• [Task details]:
Pick every line out of the entries below that has the string "usize", and copy it.
____________________
#![forbid(unsafe_code)]

//! The stateful filter controller.
//!
//! [`FilterWall`] owns the panel list and drives every filter pass: it
//! tokenizes the query, re-evaluates each panel independently, updates
//! the visible count and the no-matches message, recomputes background
//! alternation over the now-visible panels, and schedules a debounced
//! visibility announcement when the count changed.
//!
//! # Invariants
//!
//! 1. `visible_count` equals the number of visible panels after every
//!    [`FilterWall::apply_query`] call.
//! 2. Panel order never changes; filtering only toggles per-panel flags.
//! 3. The raw empty query means "show all" and is never tokenized.
//!
//! # Example
//!
//! ```rust
//! use infowall_core::{PanelSource, PropertyDescriptor, WallBehaviour, WallStrings, build_panels};
//! use infowall_wall::wall::FilterWall;
//!
//! let properties = vec![PropertyDescriptor::new().label("Name").searchable(true)];
//! let panels = build_panels(
//!     &properties,
//!     vec![
//!         PanelSource::new(vec!["Ada Lovelace".into()]),
//!         PanelSource::new(vec!["Alan Turing".into()]),
//!     ],
//! );
//! let mut wall = FilterWall::new(panels, WallBehaviour::default(), WallStrings::default());
//!
//! let outcome = wall.apply_query("ada");
//! assert_eq!(outcome.visible_count, 1);
//! assert!(!outcome.no_matches);
//! ```

use std::time::Duration;

use infowall_core::config::WallBehaviour;
use infowall_core::fuzzy::{FuzzyMatch, SubsequenceFuzzy};
use infowall_core::matcher::panel_matches;
use infowall_core::model::Panel;
use infowall_core::query::tokenize;
use infowall_core::strings::WallStrings;

use crate::announcer::{LiveRegionUpdate, LiveRegionUpdates, VisibilityAnnouncer};
use crate::sink::WallSink;

/// Result of one filter pass.
#[derive(Debug, Clone, Copy, PartialEq, Eq)]
pub struct FilterOutcome {
    /// Panels visible after the pass.
    pub visible_count: usize,
    /// Total panels in the wall.
    pub total: usize,
    /// Whether the no-matches message is active.
    pub no_matches: bool,
}

/// Filter controller over an immutable panel set.
#[derive(Debug)]
pub struct FilterWall<F = SubsequenceFuzzy> {
    panels: Vec<Panel>,
    behaviour: WallBehaviour,
    strings: WallStrings,
    fuzzy: F,
    last_query: String,
    visible_count: usize,
    previous_visible_count: usize,
    message: Option<String>,
    announcer: VisibilityAnnouncer,
}

impl FilterWall<SubsequenceFuzzy> {
    /// Create a wall with the default subsequence fuzzy matcher.
    pub fn new(panels: Vec<Panel>, behaviour: WallBehaviour, strings: WallStrings) -> Self {
        Self::with_fuzzy(panels, behaviour, strings, SubsequenceFuzzy)
    }
}

impl<F: FuzzyMatch> FilterWall<F> {
    /// Create a wall with a host-supplied fuzzy capability.
    pub fn with_fuzzy(
        panels: Vec<Panel>,
        behaviour: WallBehaviour,
        strings: WallStrings,
        fuzzy: F,
    ) -> Self {
        let visible_count = panels.len();
        let announcer =
            VisibilityAnnouncer::new(behaviour.announce_delay, behaviour.region_clear_delay);
        let mut wall = Self {
            panels,
            behaviour,
            strings,
            fuzzy,
            last_query: String::new(),
            visible_count,
            previous_visible_count: visible_count,
            message: None,
            announcer,
        };
        if wall.behaviour.alternate_background {
            wall.refresh_alternation();
        }
        wall
    }

    /// Apply `query` and return the resulting counts and message state.
    ///
    /// Runs to completion synchronously; the only deferred effect is the
    /// announcement scheduled on the internal debounce timer, delivered
    /// through [`FilterWall::tick`].
    pub fn apply_query(&mut self, query: &str) -> FilterOutcome {
        #[cfg(feature = "tracing")]
        let _span = tracing::debug_span!("apply_query", query).entered();

        let total = self.panels.len();

        if query.is_empty() {
            // Query box emptied: show all, never tokenize.
            for panel in &mut self.panels {
                panel.show();
            }
            self.visible_count = total;
            self.message = None;
        } else {
            let words = tokenize(query);
            let mode = self.behaviour.filter_mode;
            let mut visible = 0;
            for panel in &mut self.panels {
                if panel_matches(panel, &words, mode, &self.fuzzy) {
                    panel.show();
                    visible += 1;
                } else {
                    panel.hide();
                }
            }
            self.visible_count = visible;
            self.message = if visible == 0 {
                Some(self.strings.no_matches_for(query))
            } else {
                None
            };
        }

        if self.behaviour.alternate_background {
            self.refresh_alternation();
        }

        if self.visible_count != self.previous_visible_count {
            self.announcer
                .schedule(self.strings.list_changed_message(self.visible_count, total));
            // The next pass compares against this pass's count, not the
            // count last delivered to the live region.
            self.previous_visible_count = self.visible_count;
        }

        self.last_query.clear();
        self.last_query.push_str(query);

        #[cfg(feature = "tracing")]
        tracing::trace!(
            visible = self.visible_count,
            total,
            no_matches = self.message.is_some(),
            "filter pass complete"
        );

        FilterOutcome {
            visible_count: self.visible_count,
            total,
            no_matches: self.message.is_some(),
        }
    }

    /// Advance the announcement timers and collect due live-region updates.
    pub fn tick(&mut self, delta: Duration) -> LiveRegionUpdates {
        self.announcer.tick(delta)
    }

    /// Advance the announcement timers, applying due updates to `sink`.
    pub fn tick_into(&mut self, delta: Duration, sink: &mut dyn WallSink) {
        for update in self.announcer.tick(delta) {
            match update {
                LiveRegionUpdate::Announce(text) => sink.announce(&text),
                LiveRegionUpdate::Clear => sink.clear_announcement(),
            }
        }
    }

    /// Push the full current state into `sink`.
    ///
    /// Called after [`FilterWall::apply_query`]; hidden panels keep their
    /// stale alternation flag, so alternation is only pushed while the
    /// feature is enabled.
    pub fn sync(&self, sink: &mut dyn WallSink) {
        for (index, panel) in self.panels.iter().enumerate() {
            sink.set_visible(index, panel.is_visible());
            if self.behaviour.alternate_background && panel.is_visible() {
                sink.set_background_alternate(index, panel.background_alternate());
            }
        }
        sink.set_no_matches_message(self.message.as_deref());
    }

    /// Cancel any pending announcement; call on teardown.
    pub fn shutdown(&mut self) {
        self.announcer.cancel();
    }

    /// Whether the host should offer the filter field: the feature is
    /// enabled and at least one panel has searchable content.
    pub fn filter_available(&self) -> bool {
        self.behaviour.offer_filter_field
            && self.panels.iter().any(|panel| !panel.corpus().is_empty())
    }

    /// Panels in stable authoring order.
    pub fn panels(&self) -> &[Panel] {
        &self.panels
    }

    /// Panels visible after the last filter pass.
    pub fn visible_count(&self) -> usize {
        self.visible_count
    }

    /// The active no-matches message, if any.
    pub fn message(&self) -> Option<&str> {
        self.message.as_deref()
    }

    /// The query applied by the last filter pass.
    pub fn last_query(&self) -> &str {
        &self.last_query
    }

    /// The wall's message templates.
    pub fn strings(&self) -> &WallStrings {
        &self.strings
    }

    /// Reassign alternation flags over visible panels in stable order,
    /// starting at `false`. Hidden panels are left untouched.
    fn refresh_alternation(&mut self) {
        let mut alternate = false;
        for panel in &mut self.panels {
            if panel.is_visible() {
                panel.set_background_alternate(alternate);
                alternate = !alternate;
            }
        }
    }
}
____________________
• [Solution for this task]:
    pub visible_count: usize,
    pub total: usize,
    visible_count: usize,
    previous_visible_count: usize,
    pub fn visible_count(&self) -> usize {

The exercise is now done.